Preparation (20′ + 33′ cooking):

Peel and cut the cucumbers lengthwise in a square shape, without the ends. Soak the wakame seaweed. Blanch the Chinese cabbage for 3 minutes, rinse with cold water and set aside. Cook the carrot and pumpkin with the apple juice and a little salt for 30 minutes. They drain well. Grate the ginger root, squeeze out the pulp, mix with the cooked vegetables and mash everything. Spread out a cabbage leaf and brush with the obtained puree, leaving 2 cm unspread on the edges. Arrange a piece of cucumber lengthwise, glued to one of the edges, and place pieces of wakame on it. Roll up the sheet. Repeat the operation until the cucumber is finished Wash the lemon. Grate its skin and, in a mortar, mix with a tablespoon of its juice and the sugar, soybeans and oil. Cut the ends of the cabbage rolls and cut into portions. Serve with 1 a piece of pickled ginger, the dressing and sprinkled gomasio on top.

Nutritional information:

Calories: 128 Carbohydrates: 12 g Protein: 2 g Fat: 7 g Cholesterol: 0 mg

Persimmon puree with ginger

Ingredients for 4 people):

3 ripe persimmons 1 tablespoon clear honey 1 teaspoon agar-agar 2 cm fresh ginger root 750 ml chocolate hazelnut or soy milk 4 egg yolks 1 tablespoon kuzu or cornmeal

Preparation (10′ + 55′ cooking):

Grate and squeeze the ginger. Cook the pulp of the persimmons with the ginger juice and honey (or rice syrup), over low heat for 45 minutes. At the end add the agar-agar seaweed,…

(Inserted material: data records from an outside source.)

//! Analysis records: raw collaborator output, the tagged parse result, and
//! the reconciled per-row record.

use serde::{Deserialize, Serialize};
use std::collections::BTreeMap;

use super::taxonomy::{Emotion, NpsCategory, PainCategory, Polarity, RiskLevel, Severity};
use super::utils::{lenient_f64, lenient_string};

// =============================================================================
// Raw Collaborator Output
// =============================================================================

/// Unvalidated analysis of one comment, as returned by a collaborator.
#[derive(Debug, Clone, Default, PartialEq, Serialize, Deserialize)]
pub struct RawAnalysisRecord {
    /// Emotion scores keyed by whatever label the collaborator used
    #[serde(default, alias = "emociones")]
    pub emotions: BTreeMap<String, serde_json::Value>,
    #[serde(default, alias = "puntos_dolor", alias = "pain_point")]
    pub pain_points: Vec<RawPainPoint>,
    #[serde(
        default,
        alias = "riesgo_churn",
        alias = "churn",
        deserialize_with = "lenient_f64"
    )]
    pub churn_risk: Option<f64>,
    #[serde(
        default,
        alias = "categoria_nps",
        alias = "nps",
        deserialize_with = "lenient_string"
    )]
    pub nps_category: Option<String>,
    #[serde(default, alias = "razonamiento", deserialize_with = "lenient_string")]
    pub reasoning: Option<String>,
}

/// A pain point as reported; collaborators send either an object or a bare string.
#[derive(Debug, Clone, Default, PartialEq, Serialize, Deserialize)]
#[serde(from = "RawPainPointRepr")]
pub struct RawPainPoint {
    pub description: String,
    pub category: Option<String>,
    pub severity: Option<String>,
}

#[derive(Deserialize)]
#[serde(untagged)]
enum RawPainPointRepr {
    Text(String),
    Structured {
        #[serde(default, alias = "descripcion", alias = "desc")]
        description: String,
        #[serde(default, alias = "categoria", deserialize_with = "lenient_string")]
        category: Option<String>,
        #[serde(default, alias = "severidad", deserialize_with = "lenient_string")]
        severity: Option<String>,
    },
}

impl From<RawPainPointRepr> for RawPainPoint {
    fn from(repr: RawPainPointRepr) -> Self {
        match repr {
            RawPainPointRepr::Text(description) => Self {
                description,
                ..Self::default()
            },
            RawPainPointRepr::Structured {
                description,
                category,
                severity,
            } => Self {
                description,
                category,
                severity,
            },
        }
    }
}

/// Tagged parse result handed to reconciliation.
#[derive(Debug, Clone, PartialEq)]
pub enum ParsedResponse {
    Valid(RawAnalysisRecord),
    Malformed { reason: String },
}

impl ParsedResponse {
    pub fn malformed(reason: impl Into<String>) -> Self {
        Self::Malformed {
            reason: reason.into(),
        }
    }

    pub fn is_valid(&self) -> bool {
        matches!(self, Self::Valid(_))
    }
}

// =============================================================================
// Reconciled Record
// =============================================================================

/// Which generator produced the raw record.
#[derive(Debug, Clone, Copy, PartialEq, Eq, Serialize, Deserialize)]
#[serde(rename_all = "snake_case")]
pub enum AnalysisSource {
    Collaborator,
    Synthetic,
}

/// A field overwritten during reconciliation.
#[derive(Debug, Clone, PartialEq, Serialize, Deserialize)]
pub struct Correction {
    pub field: String,
    pub from: String,
    pub to: String,
    pub reason: String,
}

#[derive(Debug, Clone, Default, PartialEq, Serialize, Deserialize)]
pub struct EmotionPatterns {
    /// More than two emotions above the strong threshold
    pub mixed_emotions: bool,
    /// Strong positive and strong negative emotions at once
    pub emotional_conflict: bool,
    pub high_arousal: bool,
    /// Share of the 16 emotions that are active
    pub complexity: f64,
}

#[derive(Debug, Clone, PartialEq, Serialize, Deserialize)]
pub struct EmotionProfile {
    /// `None` when every score is zero
    pub dominant: Option<Emotion>,
    /// Mean of the top-3 scores
    pub intensity: f64,
    pub category: Polarity,
    /// (positive - negative) / (positive + negative), 0 when both are zero
    pub balance: f64,
    pub patterns: EmotionPatterns,
}

#[derive(Debug, Clone, Copy, PartialEq, Eq, Serialize, Deserialize)]
#[serde(rename_all = "lowercase")]
pub enum SentimentAlignment {
    Aligned,
    Neutral,
    Misaligned,
}

impl SentimentAlignment {
    pub fn from_consistency(score: f64) -> Self {
        if score >= 0.8 {
            Self::Aligned
        } else if score >= 0.4 {
            Self::Neutral
        } else {
            Self::Misaligned
        }
    }
}

#[derive(Debug, Clone, PartialEq, Serialize, Deserialize)]
pub struct NpsAssessment {
    pub category: NpsCategory,
    /// Input score normalized to 0-10
    pub score: Option<f64>,
    /// Emotion-weighted estimate, present only when no score was supplied
    pub inferred_score: Option<f64>,
    /// Confidence of `inferred_score`, in [0.1, 0.95]
    #[serde(skip_serializing_if = "Option::is_none")]
    pub inference_confidence: Option<f64>,
    pub consistency_score: f64,
    pub alignment: SentimentAlignment,
}

/// Per-signal churn components, each in [0, 1].
#[derive(Debug, Clone, Default, PartialEq, Serialize, Deserialize)]
pub struct ChurnComponents {
    pub collaborator: f64,
    pub sentiment: f64,
    pub keywords: f64,
    pub nps: f64,
    pub pain_points: f64,
}

#[derive(Debug, Clone, PartialEq, Serialize, Deserialize)]
pub struct ChurnAssessment {
    pub risk: f64,
    pub level: RiskLevel,
    pub components: ChurnComponents,
    pub factors: Vec<String>,
}

#[derive(Debug, Clone, Copy, PartialEq, Eq, Serialize, Deserialize)]
#[serde(rename_all = "lowercase")]
pub enum PainOrigin {
    Collaborator,
    Text,
}

#[derive(Debug, Clone, PartialEq, Serialize, Deserialize)]
pub struct PainPoint {
    pub description: String,
    pub category: PainCategory,
    pub severity: Severity,
    /// severity weight x category weight
    pub impact: f64,
    pub origin: PainOrigin,
}

/// Validated, corrected analysis of one comment.
#[derive(Debug, Clone, PartialEq, Serialize, Deserialize)]
pub struct AnalysisRecord {
    pub row_id: usize,
    pub text: String,
    /// All 16 emotions, each in [0, 1]
    pub emotions: BTreeMap<Emotion, f64>,
    pub emotion_profile: EmotionProfile,
    pub nps: NpsAssessment,
    pub churn: ChurnAssessment,
    pub pain_points: Vec<PainPoint>,
    pub pain_distribution: BTreeMap<PainCategory, usize>,
    pub corrections: Vec<Correction>,
    #[serde(skip_serializing_if = "Option::is_none")]
    pub reasoning: Option<String>,
    pub source: AnalysisSource,
}

/// Stand-in for a row whose analysis could not be produced.
#[derive(Debug, Clone, PartialEq, Serialize, Deserialize)]
pub struct ErrorPlaceholder {
    pub row_id: usize,
    pub text: String,
    pub churn_risk: f64,
    pub category: String,
    pub note: String,
}

impl ErrorPlaceholder {
    pub fn new(row_id: usize, text: impl Into<String>, note: impl Into<String>) -> Self {
        Self {
            row_id,
            text: text.into(),
            churn_risk: 0.0,
            category: "unknown".to_string(),
            note: note.into(),
        }
    }
}

/// Terminal result for one input row.
#[derive(Debug, Clone, PartialEq, Serialize, Deserialize)]
#[serde(tag = "status", rename_all = "snake_case")]
pub enum RowResult {
    Analyzed(AnalysisRecord),
    Error(ErrorPlaceholder),
}

impl RowResult {
    pub fn row_id(&self) -> usize {
        match self {
            Self::Analyzed(record) => record.row_id,
            Self::Error(placeholder) => placeholder.row_id,
        }
    }

    pub fn as_analyzed(&self) -> Option<&AnalysisRecord> {
        match self {
            Self::Analyzed(record) => Some(record),
            Self::Error(_) => None,
        }
    }

    pub fn churn_risk(&self) -> f64 {
        match self {
            Self::Analyzed(record) => record.churn.risk,
            Self::Error(placeholder) => placeholder.churn_risk,
        }
    }
}

#[cfg(test)]
mod tests {
    use super::*;

    #[test]
    fn test_raw_record_spanish_keys() {
        let raw: RawAnalysisRecord = serde_json::from_str(
            r#"{
                "emociones": {"alegría": 0.8, "enojo": "0.1"},
                "puntos_dolor": ["Demora en la entrega",
                                 {"descripcion": "Precio alto", "categoria": "precio", "severidad": "alta"}],
                "riesgo_churn": "0.35",
                "categoria_nps": "Promotor",
                "razonamiento": "cliente satisfecho"
            }"#,
        )
        .unwrap();

        assert_eq!(raw.emotions.len(), 2);
        assert_eq!(raw.pain_points.len(), 2);
        assert_eq!(raw.pain_points[0].description, "Demora en la entrega");
        assert!(raw.pain_points[0].category.is_none());
        assert_eq!(raw.pain_points[1].severity.as_deref(), Some("alta"));
        assert_eq!(raw.churn_risk, Some(0.35));
        assert_eq!(raw.nps_category.as_deref(), Some("Promotor"));
    }

    #[test]
    fn test_raw_record_tolerates_missing_fields() {
        let raw: RawAnalysisRecord = serde_json::from_str("{}").unwrap();
        assert!(raw.emotions.is_empty());
        assert!(raw.churn_risk.is_none());
        assert!(raw.nps_category.is_none());
    }

    #[test]
    fn test_row_result_tagging() {
        let row = RowResult::Error(ErrorPlaceholder::new(7, "texto", "batch failed"));
        let json = serde_json::to_value(&row).unwrap();
        assert_eq!(json["status"], "error");
        assert_eq!(json["category"], "unknown");
        assert_eq!(row.row_id(), 7);
        assert_eq!(row.churn_risk(), 0.0);
    }
}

Are You Ready to Discover Your Twin Flame?

Answer just a few simple questions and Psychic Jane will draw a picture of your twin flame in breathtaking detail:

Leave a Reply

Your email address will not be published. Los campos marcados con un asterisco son obligatorios *

*

This site uses Akismet to reduce spam. Learn how your comment data is processed.